Il secondo appuntamento cambia completamente scenario e riguarda la situazione di una strada, oggetto di proprietà privata, ma sulla quale insiste un diritto di servitù di passaggio a favore di altri. Come purtroppo non di rado accade in ipotesi di questo genere, si generano dei conflitti e dei dissidi relativamente all’uso e alla manutenzione del bene oggetto di servitù, in questo caso la strada. I «diritti reali» sono una delle materie per cui è prevista la mediazione obbligatoria, per cui, preso atto del fallimento delle trattative, di cui ho comunicato per deontologia l’interruzione al legale avversario, abbiamo valutato di promuovere la fase di mediazione civile davanti ad un organismo appunto di mediazione. La mia idea riguardo alla mediazione è sempre quella di cercare di sfruttare questa fase, che può essere particolarmente interessante in diverse ipotesi in cui magari le posizioni delle parti non sono particolarmente distanti tra loro. Di solito, la mia istanza di mediazione, proprio per questi motivi, nonostante non sia obbligatorio, è molto circostanziata ed articolata, venendo a costituire la base dell’atto introduttivo del giudizio che andrò a fare successivamente.

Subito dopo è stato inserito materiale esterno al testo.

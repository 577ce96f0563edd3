//! Change-detection pipeline.
//!
//! - `diff`: added/changed records between two snapshots
//! - `schedule`: should-poll predicate, per-domain cadence and failure backoff
//! - `cycle`: one poll → diff → notify pass over the due domains
//! - `scheduler`: the long-lived loop driving cycles

pub mod cycle;
pub mod diff;
pub mod schedule;
pub mod scheduler;

pub use cycle::{CycleReport, DeferredReport, NotifyOutcome, RefreshStatus, WatchStats, Watcher};
pub use diff::{DiffCalculator, DiffResult, calculate_diff};
pub use schedule::{PollDecision, SchedulePolicy};
pub use scheduler::{Scheduler, SchedulerState};
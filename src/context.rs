//! Application context: every long-lived component, built once at startup.

use std::path::{Path, PathBuf};
use std::sync::Arc;
use std::time::Duration;

use chrono::Utc;
use tokio::task::JoinHandle;
use tokio_util::sync::CancellationToken;

use crate::error::{AppError, Result};
use crate::models::{Config, Domain, Recipient};
use crate::pipeline::{RefreshStatus, SchedulePolicy, Scheduler, WatchStats, Watcher};
use crate::services::{Dispatcher, Fetcher, HttpFetcher, NotificationChannel, build_channel};
use crate::storage::{FailedQueue, LocalStorage, RecipientStore};

/// Snapshot of the watcher's state for the `info` command.
#[derive(Debug, Clone)]
pub struct StatusInfo {
    pub data_dir: PathBuf,
    pub snapshot_ages: Vec<(Domain, Option<Duration>)>,
    pub stats: WatchStats,
    pub recipients: usize,
    pub failed_messages: usize,
}

/// Owns the stores, the dispatcher, the watcher and the shutdown signal.
pub struct AppContext {
    config: Arc<Config>,
    storage: LocalStorage,
    dispatcher: Arc<Dispatcher>,
    watcher: Arc<Watcher>,
    cancel: CancellationToken,
}

impl AppContext {
    /// Wire up all components over the data directory.
    pub async fn init(
        config: Config,
        data_dir: impl Into<PathBuf>,
        fetcher: Arc<dyn Fetcher>,
        channel: Arc<dyn NotificationChannel>,
    ) -> Result<Self> {
        Self::assemble(config, data_dir, fetcher, channel, CancellationToken::new()).await
    }

    /// Build the HTTP fetcher and configured channel, then wire everything up.
    pub async fn from_config(config: Config, data_dir: impl Into<PathBuf>) -> Result<Self> {
        config.validate()?;
        let cancel = CancellationToken::new();
        let fetcher = Arc::new(
            HttpFetcher::new(config.sources.clone(), &config.fetch_retry)?
                .with_cancel(cancel.clone()),
        );
        let channel = build_channel(&config.channel)?;
        Self::assemble(config, data_dir, fetcher, channel, cancel).await
    }

    async fn assemble(
        config: Config,
        data_dir: impl Into<PathBuf>,
        fetcher: Arc<dyn Fetcher>,
        channel: Arc<dyn NotificationChannel>,
        cancel: CancellationToken,
    ) -> Result<Self> {
        config.validate()?;
        let storage = LocalStorage::new(data_dir);

        let recipients = RecipientStore::open(storage.clone()).await;
        let failed = FailedQueue::open_failed(storage.clone()).await;
        let dispatcher = Arc::new(
            Dispatcher::new(channel, config.dispatch.clone(), recipients, failed)
                .with_cancel(cancel.clone()),
        );
        let watcher = Arc::new(
            Watcher::open(&config, storage.clone(), fetcher, Arc::clone(&dispatcher)).await,
        );

        log::info!(
            "Context ready: data in {}, domains {:?}",
            storage.root().display(),
            config.domains.ordered()
        );
        Ok(Self {
            config: Arc::new(config),
            storage,
            dispatcher,
            watcher,
            cancel,
        })
    }

    pub fn config(&self) -> &Config {
        &self.config
    }

    pub fn data_dir(&self) -> &Path {
        self.storage.root()
    }

    pub fn watcher(&self) -> &Arc<Watcher> {
        &self.watcher
    }

    pub fn dispatcher(&self) -> &Arc<Dispatcher> {
        &self.dispatcher
    }

    pub fn cancel_token(&self) -> CancellationToken {
        self.cancel.clone()
    }

    pub fn scheduler(&self) -> Scheduler {
        Scheduler::new(
            Arc::clone(&self.watcher),
            SchedulePolicy::new(self.config.schedule.clone()),
            self.cancel.clone(),
        )
    }

    /// Start the scheduler loop on the runtime.
    pub fn spawn_scheduler(&self) -> JoinHandle<()> {
        tokio::spawn(self.scheduler().run())
    }

    /// Run one cycle now, unless one is already in progress.
    pub async fn force_refresh(&self) -> RefreshStatus {
        let status = self.watcher.refresh(Utc::now()).await;
        log::info!("{status}");
        status
    }

    pub async fn list_recipients(&self) -> Vec<Recipient> {
        self.dispatcher.recipients().await
    }

    pub async fn register_recipient(&self, id: &str, name: Option<String>) -> Result<bool> {
        self.dispatcher.register_recipient(id, name).await
    }

    pub async fn remove_recipient(&self, id: &str) -> Result<Option<Recipient>> {
        self.dispatcher.remove_recipient(id).await
    }

    pub async fn toggle_preference(&self, id: &str, domain: Domain) -> Result<Option<bool>> {
        self.dispatcher.toggle_preference(id, domain).await
    }

    /// Flip a recipient's subscription to one configured news feed.
    pub async fn toggle_feed(&self, id: &str, feed: &str) -> Result<Option<bool>> {
        if !self.config.sources.feeds.iter().any(|f| f.id == feed) {
            return Err(AppError::validation(format!("unknown feed '{feed}'")));
        }
        self.dispatcher.toggle_feed(id, feed).await
    }

    pub async fn status(&self) -> StatusInfo {
        StatusInfo {
            data_dir: self.storage.root().to_path_buf(),
            snapshot_ages: self.watcher.snapshot_ages(Utc::now()).await,
            stats: self.watcher.stats().await,
            recipients: self.dispatcher.recipients().await.len(),
            failed_messages: self.dispatcher.failed_len().await,
        }
    }

    /// Signal every loop to stop at its next sleep.
    pub fn shutdown(&self) {
        log::info!("Shutdown requested");
        self.cancel.cancel();
    }
}
//! Latest full record set per domain.

use std::time::Duration;

use chrono::{DateTime, Utc};
use serde::{Deserialize, Serialize};

use crate::error::Result;
use crate::models::{Domain, Record};

use super::local::{Loaded, LocalStorage};

/// The most recent full set of records for one domain.
#[derive(Debug, Clone, PartialEq, Serialize, Deserialize)]
pub struct Snapshot {
    pub domain: Domain,
    pub records: Vec<Record>,
    pub captured_at: DateTime<Utc>,
}

/// Snapshot persistence, one JSON document per domain.
#[derive(Debug, Clone)]
pub struct SnapshotStore {
    storage: LocalStorage,
}

impl SnapshotStore {
    pub fn new(storage: LocalStorage) -> Self {
        Self { storage }
    }

    pub(crate) fn key(domain: Domain) -> String {
        format!("snapshots/{domain}.json")
    }

    /// Load the live snapshot, or `None` if nothing usable is stored.
    pub async fn load(&self, domain: Domain) -> Option<Snapshot> {
        let snapshot = match self.storage.read_json::<Snapshot>(&Self::key(domain)).await {
            Loaded::Primary(s) | Loaded::Backup(s) => s,
            Loaded::Empty => return None,
        };
        if snapshot.domain != domain {
            log::error!(
                "Snapshot file for {} holds {} records; ignoring it",
                domain,
                snapshot.domain
            );
            return None;
        }
        Some(snapshot)
    }

    /// Atomically replace the snapshot for `domain`.
    ///
    /// `captured_at` never moves backwards, even if the clock does.
    pub async fn save(
        &self,
        domain: Domain,
        records: Vec<Record>,
        now: DateTime<Utc>,
    ) -> Result<Snapshot> {
        let captured_at = match self.load(domain).await {
            Some(previous) => previous.captured_at.max(now),
            None => now,
        };
        let snapshot = Snapshot {
            domain,
            records,
            captured_at,
        };
        self.storage.write_json(&Self::key(domain), &snapshot).await?;
        log::debug!(
            "Saved {} snapshot: {} records at {}",
            domain,
            snapshot.records.len(),
            captured_at
        );
        Ok(snapshot)
    }

    /// Time since the last save; `None` when no snapshot exists (infinitely stale).
    pub async fn age(&self, domain: Domain, now: DateTime<Utc>) -> Option<Duration> {
        let snapshot = self.load(domain).await?;
        Some((now - snapshot.captured_at).to_std().unwrap_or(Duration::ZERO))
    }
}
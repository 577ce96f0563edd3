//! Durable state of the watcher.
//!
//! Every store sits on top of [`LocalStorage`], which writes JSON documents
//! atomically and keeps a `.bak` sibling for recovery:
//! - [`SnapshotStore`]: latest record set per domain, with its age
//! - [`SentRegistry`]: ids of records already delivered
//! - [`RecipientStore`]: recipients and their preferences
//! - [`FailedQueue`] / [`PendingQueue`]: deferred delivery work

pub mod local;
pub mod queue;
pub mod recipients;
pub mod registry;
pub mod snapshot;

// Re-export for convenience
pub use local::{LocalStorage, Loaded};
pub use queue::{FailedQueue, PendingQueue, QueueStore};
pub use recipients::RecipientStore;
pub use registry::{SentEntry, SentRegistry};
pub use snapshot::{Snapshot, SnapshotStore};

Col terzo appuntamento, di due ore, il quadro cambia completamente di nuovo. In questo incontro, scrivo, insieme al cliente, la comparsa di risposta in un procedimento in cui sono stati richieste, contro il mio cliente, degli ordini di protezione. Questi ordini, di cui ho parlato anche nel mio libro Come dirsi addio, sono stati mutuati dall’esperienza statunitense: hai mai visto un telefilm in cui un adulto divorziato dice una cosa come «non posso avvicinarmi ad un raggio di 250 metri da lui/lei»? Sono i restraining orders, servono per proteggere le vittime di violenze in famiglia prescrivendo appunto un divieto di avvicinamento all’altra persona. Sono un po’ un’americanata.

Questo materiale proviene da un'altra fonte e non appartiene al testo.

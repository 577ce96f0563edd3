//! RSS item extraction for the news domain.
//!
//! Feeds are plain RSS 2.0; only the `<item>` elements and a handful of
//! their children are read. Titles often arrive wrapped in CDATA and with
//! HTML entities, both of which are stripped.

use chrono::Utc;
use regex::Regex;

use crate::error::Result;
use crate::models::{FeedSource, NewsRecord};

/// Longest description prefix accepted as an issuer name.
const MAX_ISSUER_LEN: usize = 60;

fn element(tag: &str) -> Result<Regex> {
    Ok(Regex::new(&format!(r"(?s)<{tag}\b[^>]*>(.*?)</{tag}\s*>"))?)
}

fn unescape(text: &str) -> String {
    text.replace("&lt;", "<")
        .replace("&gt;", ">")
        .replace("&quot;", "\"")
        .replace("&#39;", "'")
        .replace("&apos;", "'")
        .replace("&amp;", "&")
}

fn clean(raw: &str) -> String {
    let text = raw.trim();
    let text = text
        .strip_prefix("<![CDATA[")
        .and_then(|t| t.strip_suffix("]]>"))
        .unwrap_or(text);
    unescape(text.trim())
}

/// Compiled patterns for pulling items out of an RSS document.
#[derive(Debug, Clone)]
pub struct FeedParser {
    item: Regex,
    title: Regex,
    link: Regex,
    guid: Regex,
    pub_date: Regex,
    issuer: Regex,
    author: Regex,
    creator: Regex,
    description: Regex,
    markup: Regex,
    issuer_prefix: Regex,
}

impl FeedParser {
    pub fn new() -> Result<Self> {
        Ok(Self {
            item: element("item")?,
            title: element("title")?,
            link: element("link")?,
            guid: element("guid")?,
            pub_date: element("pubDate")?,
            issuer: element("issuer")?,
            author: element("author")?,
            creator: element("dc:creator")?,
            description: element("description")?,
            markup: Regex::new(r"<[^>]+>")?,
            issuer_prefix: Regex::new(r"^([^-:]+)[-:]")?,
        })
    }

    fn field(&self, pattern: &Regex, body: &str) -> Option<String> {
        pattern
            .captures(body)
            .and_then(|c| c.get(1))
            .map(|m| clean(m.as_str()))
            .filter(|v| !v.is_empty())
    }

    /// Best guess at the publishing company.
    fn issuer(&self, feed: &FeedSource, body: &str, title: &str) -> Option<String> {
        if let Some(name) = self
            .field(&self.issuer, body)
            .or_else(|| self.field(&self.author, body))
            .or_else(|| self.field(&self.creator, body))
        {
            return Some(name);
        }

        let from_description = self.field(&self.description, body).and_then(|d| {
            let plain = self.markup.replace_all(&d, "");
            self.issuer_prefix
                .captures(plain.trim())
                .and_then(|c| c.get(1))
                .map(|m| m.as_str().trim().to_string())
                .filter(|name| !name.is_empty() && name.chars().count() <= MAX_ISSUER_LEN)
        });
        if from_description.is_some() {
            return from_description;
        }

        let lowered = title.to_lowercase();
        feed.keywords
            .iter()
            .find(|k| !k.trim().is_empty() && lowered.contains(&k.trim().to_lowercase()))
            .map(|k| k.trim().to_string())
    }

    /// Every usable item of `xml`, in document order.
    ///
    /// Items without a title, or without both guid and link, are skipped.
    pub fn parse(&self, feed: &FeedSource, xml: &str) -> Vec<NewsRecord> {
        let scraped_at = Some(Utc::now());
        let mut records = Vec::new();
        for item in self.item.captures_iter(xml) {
            let Some(body) = item.get(1).map(|m| m.as_str()) else {
                continue;
            };
            let Some(title) = self.field(&self.title, body) else {
                log::debug!("{}: skipping item without title", feed.id);
                continue;
            };
            let link = self.field(&self.link, body).unwrap_or_default();
            let Some(guid) = self
                .field(&self.guid, body)
                .or_else(|| (!link.is_empty()).then(|| link.clone()))
            else {
                log::debug!("{}: skipping '{title}' without guid or link", feed.id);
                continue;
            };
            let issuer = self.issuer(feed, body, &title);
            records.push(NewsRecord {
                feed: feed.id.clone(),
                feed_name: feed.name.clone(),
                guid,
                title,
                link,
                issuer,
                published: self.field(&self.pub_date, body),
                scraped_at,
            });
        }
        records
    }
}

Ad ogni modo, come sai il mio metodo di scrittura degli atti è collaborativo col cliente, li scrivo con lui presente, o in studio o via Skype, come ho spiegato meglio in quest’altro post che ti invito a leggere. In questo modo, io scrivo mentre lui mi fornisce direttamente i chiarimenti, se ci sono decisioni da prendere, relativamente a strategie difensive da adottare o meno, si prendono immediatamente, si valutano insieme i documenti avversari e i propri. A mio giudizio, un metodo molto veloce e molto superiore a quello classico che usano tutti gli avvocati di redigere una prima bozza e mandarla al cliente per eventuali osservazioni.
Soprattutto, è un metodo che è molto compatibile e tagliato su di me, compresi i miei difetti: quando ho in mano un caso, preferisco fare tutto quello che c’è da fare prima di metterlo via. A volte ho messo via un fascicolo con l’intento di riprenderlo dopo pochi giorni, finendo invece per tornare a lavorarci dopo oltre un mese, per un motivo o per l’altro. Siccome mi conosco, cerco di prevenire le mie stesse possibili inefficienze, e di trovare strade per concludere le cose senza parcellizzare in lavoro in più fasi se non quando è strettamente necessario.

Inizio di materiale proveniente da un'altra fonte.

#[cfg(test)]
mod tests {
    use super::*;

    fn update(lender_id: u64, date: &str, description: &str) -> UpdateRecord {
        UpdateRecord {
            lender_id,
            company_name: "Acme Lending".into(),
            year: 2024,
            status: Some("active".into()),
            substatus: None,
            date: date.into(),
            description: description.into(),
            recovered_amount: Some(100.0),
            remaining_amount: Some(50.5),
            scraped_at: None,
            extra: BTreeMap::new(),
        }
    }

    #[test]
    fn record_id_is_stable() {
        let a = update(1, "2024-01-01", "Payment received");
        let b = a.clone();
        assert_eq!(a.record_id(), b.record_id());
        assert_eq!(a.record_id().as_str().len(), 64);
    }

    #[test]
    fn record_id_ignores_incidental_fields() {
        let a = update(1, "2024-01-01", "Payment received");
        let mut b = a.clone();
        b.scraped_at = Some(Utc::now());
        b.company_name = "Renamed".into();
        b.extra.insert("page".into(), serde_json::json!(3));
        assert_eq!(a.record_id(), b.record_id());
    }

    #[test]
    fn record_id_changes_with_significant_field() {
        let a = update(1, "2024-01-01", "Payment received");
        let mut b = a.clone();
        b.remaining_amount = Some(10.0);
        assert_ne!(a.record_id(), b.record_id());
    }

    #[test]
    fn record_id_separates_domains() {
        let key = vec!["1".to_string()];
        assert_ne!(
            RecordId::derive(Domain::Updates, &key, &[]),
            RecordId::derive(Domain::Campaigns, &key, &[])
        );
    }

    #[test]
    fn record_id_does_not_collide_on_shifted_fields() {
        let a = RecordId::derive(Domain::Documents, &["ab".into()], &["c".into()]);
        let b = RecordId::derive(Domain::Documents, &["a".into()], &["bc".into()]);
        assert_ne!(a, b);
    }

    #[test]
    fn record_serializes_with_kind_tag() {
        let record = Record::Update(update(7, "2024-03-01", "Court hearing"));
        let json = serde_json::to_value(&record).unwrap();
        assert_eq!(json["kind"], "update");
        let back: Record = serde_json::from_value(json).unwrap();
        assert_eq!(back, record);
    }

    #[test]
    fn render_fills_placeholders() {
        let templates = TemplateConfig {
            update: "[{company}] {date}: {description}".into(),
            ..TemplateConfig::default()
        };
        let record = Record::Update(update(1, "2024-01-01", "Payment received"));
        assert_eq!(
            record.render(&templates),
            "[Acme Lending] 2024-01-01: Payment received"
        );
    }

    fn bare_campaign(id: u64, name: &str) -> CampaignRecord {
        CampaignRecord {
            id,
            campaign_type: Some(1),
            name: name.into(),
            short_description: None,
            valid_from: None,
            valid_to: None,
            bonus_amount: None,
            required_principal_exposure: None,
            terms_conditions_link: None,
            scraped_at: None,
            extra: BTreeMap::new(),
        }
    }

    #[test]
    fn render_leaves_out_lines_of_missing_fields() {
        let templates = TemplateConfig::default();
        let record = Record::Campaign(bare_campaign(3, "Autumn"));
        assert_eq!(record.render(&templates), "🎯 Autumn");

        let mut dated = bare_campaign(3, "Autumn");
        dated.valid_to = Some("2024-10-31".into());
        dated.bonus_amount = Some("1%".into());
        let text = Record::Campaign(dated).render(&templates);
        assert!(text.contains("📅  → 2024-10-31"));
        assert!(text.contains("💰 Bonus: 1%"));
        assert!(!text.contains("🔗"));
        assert!(!text.contains('{'));
    }

    #[test]
    fn news_identity_follows_feed_and_guid() {
        let item = NewsRecord {
            feed: "nasdaq".into(),
            feed_name: "NASDAQ Baltic".into(),
            guid: "g-1".into(),
            title: "Bigbank interim report".into(),
            link: "https://example.com/1".into(),
            issuer: Some("Bigbank".into()),
            published: Some("Thu, 29 May 2025 18:18:15 +0300".into()),
            scraped_at: None,
        };
        let mut other_feed = item.clone();
        other_feed.feed = "mintos".into();
        assert_ne!(item.record_id(), other_feed.record_id());

        let mut reworded = item.clone();
        reworded.published = None;
        assert_eq!(item.record_id(), reworded.record_id());

        let text = Record::News(item).render(&TemplateConfig::default());
        assert!(text.starts_with("📰 NASDAQ Baltic"));
        assert!(text.contains("📅 2025-05-29 18:18"));
    }

    #[test]
    fn domain_parses_aliases() {
        assert_eq!("Campaign".parse::<Domain>(), Ok(Domain::Campaigns));
        assert_eq!("docs".parse::<Domain>(), Ok(Domain::Documents));
        assert_eq!("rss".parse::<Domain>(), Ok(Domain::News));
        assert!("loans".parse::<Domain>().is_err());
    }
}
//! Recipient set and per-domain preferences.

use std::collections::BTreeMap;

use serde::Deserialize;

use crate::error::Result;
use crate::models::{Domain, Record, Recipient};

use super::local::LocalStorage;

pub(crate) const RECIPIENTS_KEY: &str = "recipients.json";

/// Accepted on-disk shapes: the current array of recipients, or the
/// older `{ "id": "name" }` map.
#[derive(Deserialize)]
#[serde(untagged)]
enum StoredRecipients {
    List(Vec<Recipient>),
    Legacy(BTreeMap<String, Option<String>>),
}

/// Persistent, ordered recipient list.
#[derive(Debug)]
pub struct RecipientStore {
    storage: LocalStorage,
    recipients: Vec<Recipient>,
}

impl RecipientStore {
    pub async fn open(storage: LocalStorage) -> Self {
        let recipients = match storage
            .read_json::<serde_json::Value>(RECIPIENTS_KEY)
            .await
            .into_option()
            .map(serde_json::from_value::<StoredRecipients>)
        {
            Some(Ok(StoredRecipients::List(list))) => list,
            Some(Ok(StoredRecipients::Legacy(map))) => {
                log::info!("Converting {} legacy recipients", map.len());
                map.into_iter()
                    .map(|(id, name)| Recipient::new(id, name))
                    .collect()
            }
            Some(Err(e)) => {
                log::error!("Recipient file has an unexpected shape: {e}; starting empty");
                Vec::new()
            }
            None => Vec::new(),
        };
        log::debug!("Loaded {} recipients", recipients.len());
        Self {
            storage,
            recipients,
        }
    }

    /// All recipients in registration order.
    pub fn list(&self) -> &[Recipient] {
        &self.recipients
    }

    pub fn get(&self, id: &str) -> Option<&Recipient> {
        self.recipients.iter().find(|r| r.id == id)
    }

    pub fn len(&self) -> usize {
        self.recipients.len()
    }

    pub fn is_empty(&self) -> bool {
        self.recipients.is_empty()
    }

    /// Recipients who want `record`, in registration order.
    pub fn enabled_for(&self, record: &Record) -> Vec<Recipient> {
        self.recipients
            .iter()
            .filter(|r| r.wants_record(record))
            .cloned()
            .collect()
    }

    /// Register a recipient on first contact. Returns `true` if it is new.
    ///
    /// Known recipients only get their display name refreshed.
    pub async fn register(&mut self, id: &str, name: Option<String>) -> Result<bool> {
        if let Some(existing) = self.recipients.iter_mut().find(|r| r.id == id) {
            if name.is_some() && existing.name != name {
                existing.name = name;
                self.persist().await?;
            }
            return Ok(false);
        }
        let recipient = Recipient::new(id, name);
        log::info!("Registered recipient {}", recipient.label());
        self.recipients.push(recipient);
        self.persist().await?;
        Ok(true)
    }

    pub async fn remove(&mut self, id: &str) -> Result<Option<Recipient>> {
        let Some(pos) = self.recipients.iter().position(|r| r.id == id) else {
            return Ok(None);
        };
        let removed = self.recipients.remove(pos);
        self.persist().await?;
        Ok(Some(removed))
    }

    /// Flip one domain preference. Returns the new state, or `None` for an
    /// unknown recipient.
    pub async fn toggle(&mut self, id: &str, domain: Domain) -> Result<Option<bool>> {
        let Some(recipient) = self.recipients.iter_mut().find(|r| r.id == id) else {
            return Ok(None);
        };
        let enabled = recipient.toggle(domain);
        self.persist().await?;
        Ok(Some(enabled))
    }

    /// Flip one news-feed subscription. Returns the new state, or `None` for
    /// an unknown recipient.
    pub async fn toggle_feed(&mut self, id: &str, feed: &str) -> Result<Option<bool>> {
        let Some(recipient) = self.recipients.iter_mut().find(|r| r.id == id) else {
            return Ok(None);
        };
        let subscribed = recipient.toggle_feed(feed);
        self.persist().await?;
        Ok(Some(subscribed))
    }

    async fn persist(&self) -> Result<()> {
        self.storage.write_json(RECIPIENTS_KEY, &self.recipients).await
    }
}

#[cfg(test)]
mod tests {
    use super::*;
    use tempfile::TempDir;

    #[tokio::test]
    async fn register_toggle_remove_roundtrip() {
        let tmp = TempDir::new().unwrap();
        let storage = LocalStorage::new(tmp.path());
        let mut store = RecipientStore::open(storage.clone()).await;

        assert!(store.register("1", Some("alice".into())).await.unwrap());
        assert!(store.register("2", None).await.unwrap());
        assert!(!store.register("1", Some("alice b".into())).await.unwrap());

        assert_eq!(store.toggle("2", Domain::Campaigns).await.unwrap(), Some(false));
        assert_eq!(store.toggle("9", Domain::Campaigns).await.unwrap(), None);

        let ids: Vec<_> = store
            .enabled_for(&crate::testing::campaign(1, "Spring"))
            .into_iter()
            .map(|r| r.id)
            .collect();
        assert_eq!(ids, vec!["1"]);

        let reopened = RecipientStore::open(storage).await;
        assert_eq!(reopened.len(), 2);
        assert_eq!(reopened.get("1").unwrap().name.as_deref(), Some("alice b"));
        assert!(!reopened.get("2").unwrap().wants(Domain::Campaigns));
    }

    #[tokio::test]
    async fn feed_subscriptions_persist() {
        let tmp = TempDir::new().unwrap();
        let storage = LocalStorage::new(tmp.path());
        let mut store = RecipientStore::open(storage.clone()).await;
        store.register("1", None).await.unwrap();

        assert_eq!(store.toggle_feed("1", "nasdaq").await.unwrap(), Some(true));
        assert_eq!(store.toggle_feed("7", "nasdaq").await.unwrap(), None);

        let reopened = RecipientStore::open(storage).await;
        assert!(reopened.get("1").unwrap().feeds.contains("nasdaq"));
    }

    #[tokio::test]
    async fn remove_unknown_is_noop() {
        let tmp = TempDir::new().unwrap();
        let mut store = RecipientStore::open(LocalStorage::new(tmp.path())).await;
        store.register("1", None).await.unwrap();

        assert!(store.remove("2").await.unwrap().is_none());
        assert_eq!(store.remove("1").await.unwrap().unwrap().id, "1");
        assert!(store.is_empty());
    }

    #[tokio::test]
    async fn loads_legacy_map() {
        let tmp = TempDir::new().unwrap();
        let storage = LocalStorage::new(tmp.path());
        std::fs::write(
            storage.path(RECIPIENTS_KEY),
            br#"{"100": "bob", "200": null}"#,
        )
        .unwrap();

        let store = RecipientStore::open(storage).await;
        assert_eq!(store.len(), 2);
        assert_eq!(store.get("100").unwrap().name.as_deref(), Some("bob"));
        assert!(store.get("200").unwrap().wants(Domain::Updates));
    }
}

Naturalmente, una volta terminato l’atto l’ho passato alla mia assistente per il deposito telematico. In questo modo, ho completato questa parte di lavoro. Il prossimo momento in cui tornerò sul caso sarà il giorno dell’udienza, che, per la mia grande gioia, si svolgerà telematicamente, quindi il mio cliente verrà presso il mio studio e ci collegheremo insieme via Microsoft Team. Ovviamente, ho già segnato data e ora nell’agenda di studio, che è google calendar, in modo che non mi mettano altri appuntamenti.
Regolare e definire tutti gli aspetti possibili di un caso finché lo si ha in mano credo sia fondamentale per una efficiente cultura e pratica del lavoro.
Nota anche un altro principio organizzativo: io delego tutto quello che posso delegare. Non faccio i depositi telematici, li faccio fare alla mia assistente. Ovviamente, gli atti non li posso far scrivere ad altri, li devo scrivere io, così come io devo tenere i rapporti con la parte assistita. Ma tutto il resto viene delegato, così ho più tempo per poter fare bene le cose che posso fare solo io.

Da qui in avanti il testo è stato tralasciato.